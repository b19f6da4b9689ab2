// Reverie Engine — OpenAI-Format Exporter (tree-structured exports)
// Conversations arrive as a `mapping` of node records plus a `current_node`
// pointer. Messages carry per-message model metadata; ordering is either
// timestamp-based or a walk up the current-node path.

use crate::atoms::types::{CleanedMessage, Role};
use crate::engine::formats::{num_field, obj_field, str_field, ConversationMeta};
use serde_json::Value;
use std::collections::{BTreeMap, HashSet};

/// Metadata keys searched, in order, for an assistant message's model tag.
const MODEL_METADATA_KEYS: [&str; 3] = ["model_slug", "default_model_slug", "model"];

/// Ordering policy for OpenAI-format messages.
#[derive(Debug, Clone, Copy, PartialEq, Eq)]
pub enum OrderPolicy {
    /// Sort by `(has_create_time, create_time)`, untimed messages first;
    /// equal timestamps keep insertion order.
    Time,
    /// Walk `parent` links from `current_node` up the tree, then reverse.
    CurrentPath,
}

/// Raw message dicts out of the mapping, in mapping iteration order.
fn iter_messages(convo: &Value) -> Vec<&Value> {
    let Some(mapping) = obj_field(convo, "mapping") else {
        return Vec::new();
    };
    mapping
        .values()
        .filter_map(|node| node.get("message"))
        .filter(|m| m.is_object())
        .collect()
}

fn message_role(msg: &Value) -> Option<Role> {
    msg.get("author")
        .and_then(|a| str_field(a, "role"))
        .and_then(Role::parse)
}

/// First non-empty model tag in the message metadata.
pub fn message_model(msg: &Value) -> Option<&str> {
    let meta = obj_field(msg, "metadata")?;
    MODEL_METADATA_KEYS
        .iter()
        .find_map(|key| meta.get(*key).and_then(Value::as_str).filter(|s| !s.is_empty()))
}

/// model → assistant-message count for one conversation. Non-assistant
/// messages never contribute, regardless of their metadata.
pub fn conversation_models(convo: &Value) -> BTreeMap<String, usize> {
    let mut counts = BTreeMap::new();
    for msg in iter_messages(convo) {
        if message_role(msg) != Some(Role::Assistant) {
            continue;
        }
        if let Some(model) = message_model(msg) {
            *counts.entry(model.to_string()).or_default() += 1;
        }
    }
    counts
}

/// Pick the primary model among candidates present in one conversation:
/// highest message count wins, ties broken by the lexicographically
/// greater name so the choice is deterministic.
pub fn primary_model<'a>(
    counts: &BTreeMap<String, usize>,
    candidates: impl IntoIterator<Item = &'a str>,
) -> Option<String> {
    candidates
        .into_iter()
        .max_by_key(|m| (counts.get(*m).copied().unwrap_or(0), m.to_string()))
        .map(str::to_string)
}

/// Earliest message timestamp, falling back to the conversation's own
/// `create_time`.
pub fn first_message_time(convo: &Value) -> Option<f64> {
    let min = iter_messages(convo)
        .iter()
        .filter_map(|m| num_field(m, "create_time"))
        .fold(None::<f64>, |acc, t| Some(acc.map_or(t, |a| a.min(t))));
    min.or_else(|| num_field(convo, "create_time"))
}

/// Normalize one raw message. If every part is a string, `text` becomes
/// their concatenation; otherwise `text` stays empty and the parts are
/// carried opaquely.
pub fn clean_message(msg: &Value) -> Option<CleanedMessage> {
    let role = message_role(msg)?;
    let content = msg.get("content");
    let content_type = content
        .and_then(|c| str_field(c, "content_type"))
        .map(str::to_string);
    let parts: Vec<Value> = content
        .and_then(|c| c.get("parts"))
        .and_then(Value::as_array)
        .cloned()
        .unwrap_or_default();
    let text = if !parts.is_empty() && parts.iter().all(Value::is_string) {
        Some(
            parts
                .iter()
                .filter_map(Value::as_str)
                .collect::<Vec<_>>()
                .concat(),
        )
    } else {
        None
    };

    Some(CleanedMessage {
        id: str_field(msg, "id").map(str::to_string),
        role,
        name: msg
            .get("author")
            .and_then(|a| str_field(a, "name"))
            .map(str::to_string),
        create_time: num_field(msg, "create_time"),
        content_type,
        parts,
        text,
        model: message_model(msg).map(str::to_string),
    })
}

/// Cleaned messages of the requested roles, ordered per policy.
pub fn order_messages(convo: &Value, roles: &[Role], order: OrderPolicy) -> Vec<CleanedMessage> {
    match order {
        OrderPolicy::CurrentPath => {
            let Some(mapping) = obj_field(convo, "mapping") else {
                return Vec::new();
            };
            let mut path = Vec::new();
            let mut visited: HashSet<String> = HashSet::new();
            let mut node_id = str_field(convo, "current_node").map(str::to_string);
            // A malformed export can form a parent cycle; the visited set
            // terminates the walk with whatever was collected.
            while let Some(id) = node_id {
                if !visited.insert(id.clone()) {
                    break;
                }
                let Some(node) = mapping.get(&id) else { break };
                if let Some(msg) = node.get("message").filter(|m| m.is_object()) {
                    if let Some(cleaned) = clean_message(msg) {
                        if roles.contains(&cleaned.role) {
                            path.push(cleaned);
                        }
                    }
                }
                node_id = str_field(node, "parent").map(str::to_string);
            }
            path.reverse();
            path
        }
        OrderPolicy::Time => {
            let mut msgs: Vec<CleanedMessage> = iter_messages(convo)
                .into_iter()
                .filter_map(clean_message)
                .filter(|m| roles.contains(&m.role))
                .collect();
            // Stable: untimed messages sort before timed ones, equal
            // timestamps keep insertion order.
            msgs.sort_by(|a, b| {
                let ka = (a.create_time.is_some(), a.create_time.unwrap_or(0.0));
                let kb = (b.create_time.is_some(), b.create_time.unwrap_or(0.0));
                ka.partial_cmp(&kb).unwrap_or(std::cmp::Ordering::Equal)
            });
            msgs
        }
    }
}

/// Conversation-level metadata for the JSON emission layout.
pub fn conversation_meta(convo: &Value) -> ConversationMeta {
    ConversationMeta {
        conversation_id: conversation_id(convo),
        title: str_field(convo, "title").map(str::to_string),
        create_time: num_field(convo, "create_time"),
        update_time: num_field(convo, "update_time"),
    }
}

pub fn conversation_id(convo: &Value) -> Option<String> {
    str_field(convo, "conversation_id")
        .or_else(|| str_field(convo, "id"))
        .map(str::to_string)
}

#[cfg(test)]
mod tests {
    use super::*;
    use serde_json::json;

    fn node(id: &str, role: &str, text: &str, time: Option<f64>, model: Option<&str>) -> Value {
        let mut metadata = json!({});
        if let Some(m) = model {
            metadata = json!({ "model_slug": m });
        }
        json!({
            "message": {
                "id": id,
                "author": { "role": role },
                "create_time": time,
                "content": { "content_type": "text", "parts": [text] },
                "metadata": metadata,
            }
        })
    }

    #[test]
    fn model_discovery_ignores_non_assistant_messages() {
        let convo = json!({
            "mapping": {
                "n1": node("m1", "user", "hi", Some(1.0), Some("should-not-count")),
                "n2": node("m2", "assistant", "hello", Some(2.0), Some("m-a")),
                "n3": node("m3", "tool", "ignored", Some(3.0), Some("m-x")),
            }
        });
        let counts = conversation_models(&convo);
        assert_eq!(counts.len(), 1);
        assert_eq!(counts["m-a"], 1);
    }

    #[test]
    fn model_key_fallback_order() {
        let msg = json!({
            "author": {"role": "assistant"},
            "metadata": {"default_model_slug": "fallback", "model": "last"},
        });
        assert_eq!(message_model(&msg), Some("fallback"));

        let msg2 = json!({
            "author": {"role": "assistant"},
            "metadata": {"model_slug": "", "model": "last"},
        });
        assert_eq!(message_model(&msg2), Some("last"));
    }

    #[test]
    fn primary_model_tie_breaks_lexicographically() {
        let mut counts = BTreeMap::new();
        counts.insert("m-a".to_string(), 2usize);
        counts.insert("m-b".to_string(), 2usize);
        assert_eq!(
            primary_model(&counts, ["m-a", "m-b"]),
            Some("m-b".to_string())
        );
        counts.insert("m-a".to_string(), 3);
        assert_eq!(
            primary_model(&counts, ["m-a", "m-b"]),
            Some("m-a".to_string())
        );
    }

    #[test]
    fn time_order_sorts_untimed_first_and_is_stable() {
        let convo = json!({
            "mapping": {
                "a": node("1", "assistant", "late", Some(9.0), None),
                "b": node("2", "user", "untimed", None, None),
                "c": node("3", "user", "early", Some(1.0), None),
            }
        });
        let ordered = order_messages(
            &convo,
            &[Role::System, Role::User, Role::Assistant],
            OrderPolicy::Time,
        );
        let texts: Vec<_> = ordered.iter().map(|m| m.text.clone().unwrap()).collect();
        assert_eq!(texts, vec!["untimed", "early", "late"]);
    }

    #[test]
    fn current_path_walk_reverses_and_breaks_cycles() {
        let mut n1 = node("1", "user", "first", Some(1.0), None);
        n1["parent"] = Value::Null;
        let mut n2 = node("2", "assistant", "second", Some(2.0), None);
        n2["parent"] = json!("n1");
        let mut n3 = node("3", "user", "third", Some(3.0), None);
        n3["parent"] = json!("n2");

        let convo = json!({
            "current_node": "n3",
            "mapping": { "n1": n1, "n2": n2, "n3": n3 }
        });
        let ordered = order_messages(&convo, &[Role::User, Role::Assistant], OrderPolicy::CurrentPath);
        let texts: Vec<_> = ordered.iter().map(|m| m.text.clone().unwrap()).collect();
        assert_eq!(texts, vec!["first", "second", "third"]);

        // Cycle: n1's parent points back at n3.
        let mut cyclic = convo.clone();
        cyclic["mapping"]["n1"]["parent"] = json!("n3");
        let ordered = order_messages(&cyclic, &[Role::User, Role::Assistant], OrderPolicy::CurrentPath);
        assert_eq!(ordered.len(), 3);
    }

    #[test]
    fn clean_message_concatenates_string_parts() {
        let msg = json!({
            "id": "m1",
            "author": {"role": "assistant"},
            "create_time": 5.0,
            "content": {"content_type": "text", "parts": ["a", "b", "c"]},
            "metadata": {},
        });
        let cleaned = clean_message(&msg).unwrap();
        assert_eq!(cleaned.text.as_deref(), Some("abc"));

        let mixed = json!({
            "author": {"role": "user"},
            "content": {"content_type": "multimodal_text", "parts": ["a", {"image": true}]},
        });
        let cleaned = clean_message(&mixed).unwrap();
        assert!(cleaned.text.is_none());
        assert_eq!(cleaned.parts.len(), 2);
    }
}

Work instruction:
Reproduce the listing above exactly as far as the line with "one conversation. Non-assistant", that line included.

Response to the exercise:
repository b19f6da4b9689ab2
// Reverie Engine — OpenAI-Format Exporter (tree-structured exports)
// Conversations arrive as a `mapping` of node records plus a `current_node`
// pointer. Messages carry per-message model metadata; ordering is either
// timestamp-based or a walk up the current-node path.

use crate::atoms::types::{CleanedMessage, Role};
use crate::engine::formats::{num_field, obj_field, str_field, ConversationMeta};
use serde_json::Value;
use std::collections::{BTreeMap, HashSet};

/// Metadata keys searched, in order, for an assistant message's model tag.
const MODEL_METADATA_KEYS: [&str; 3] = ["model_slug", "default_model_slug", "model"];

/// Ordering policy for OpenAI-format messages.
#[derive(Debug, Clone, Copy, PartialEq, Eq)]
pub enum OrderPolicy {
    /// Sort by `(has_create_time, create_time)`, untimed messages first;
    /// equal timestamps keep insertion order.
    Time,
    /// Walk `parent` links from `current_node` up the tree, then reverse.
    CurrentPath,
}

/// Raw message dicts out of the mapping, in mapping iteration order.
fn iter_messages(convo: &Value) -> Vec<&Value> {
    let Some(mapping) = obj_field(convo, "mapping") else {
        return Vec::new();
    };
    mapping
        .values()
        .filter_map(|node| node.get("message"))
        .filter(|m| m.is_object())
        .collect()
}

fn message_role(msg: &Value) -> Option<Role> {
    msg.get("author")
        .and_then(|a| str_field(a, "role"))
        .and_then(Role::parse)
}

/// First non-empty model tag in the message metadata.
pub fn message_model(msg: &Value) -> Option<&str> {
    let meta = obj_field(msg, "metadata")?;
    MODEL_METADATA_KEYS
        .iter()
        .find_map(|key| meta.get(*key).and_then(Value::as_str).filter(|s| !s.is_empty()))
}

/// model → assistant-message count for one conversation. Non-assistant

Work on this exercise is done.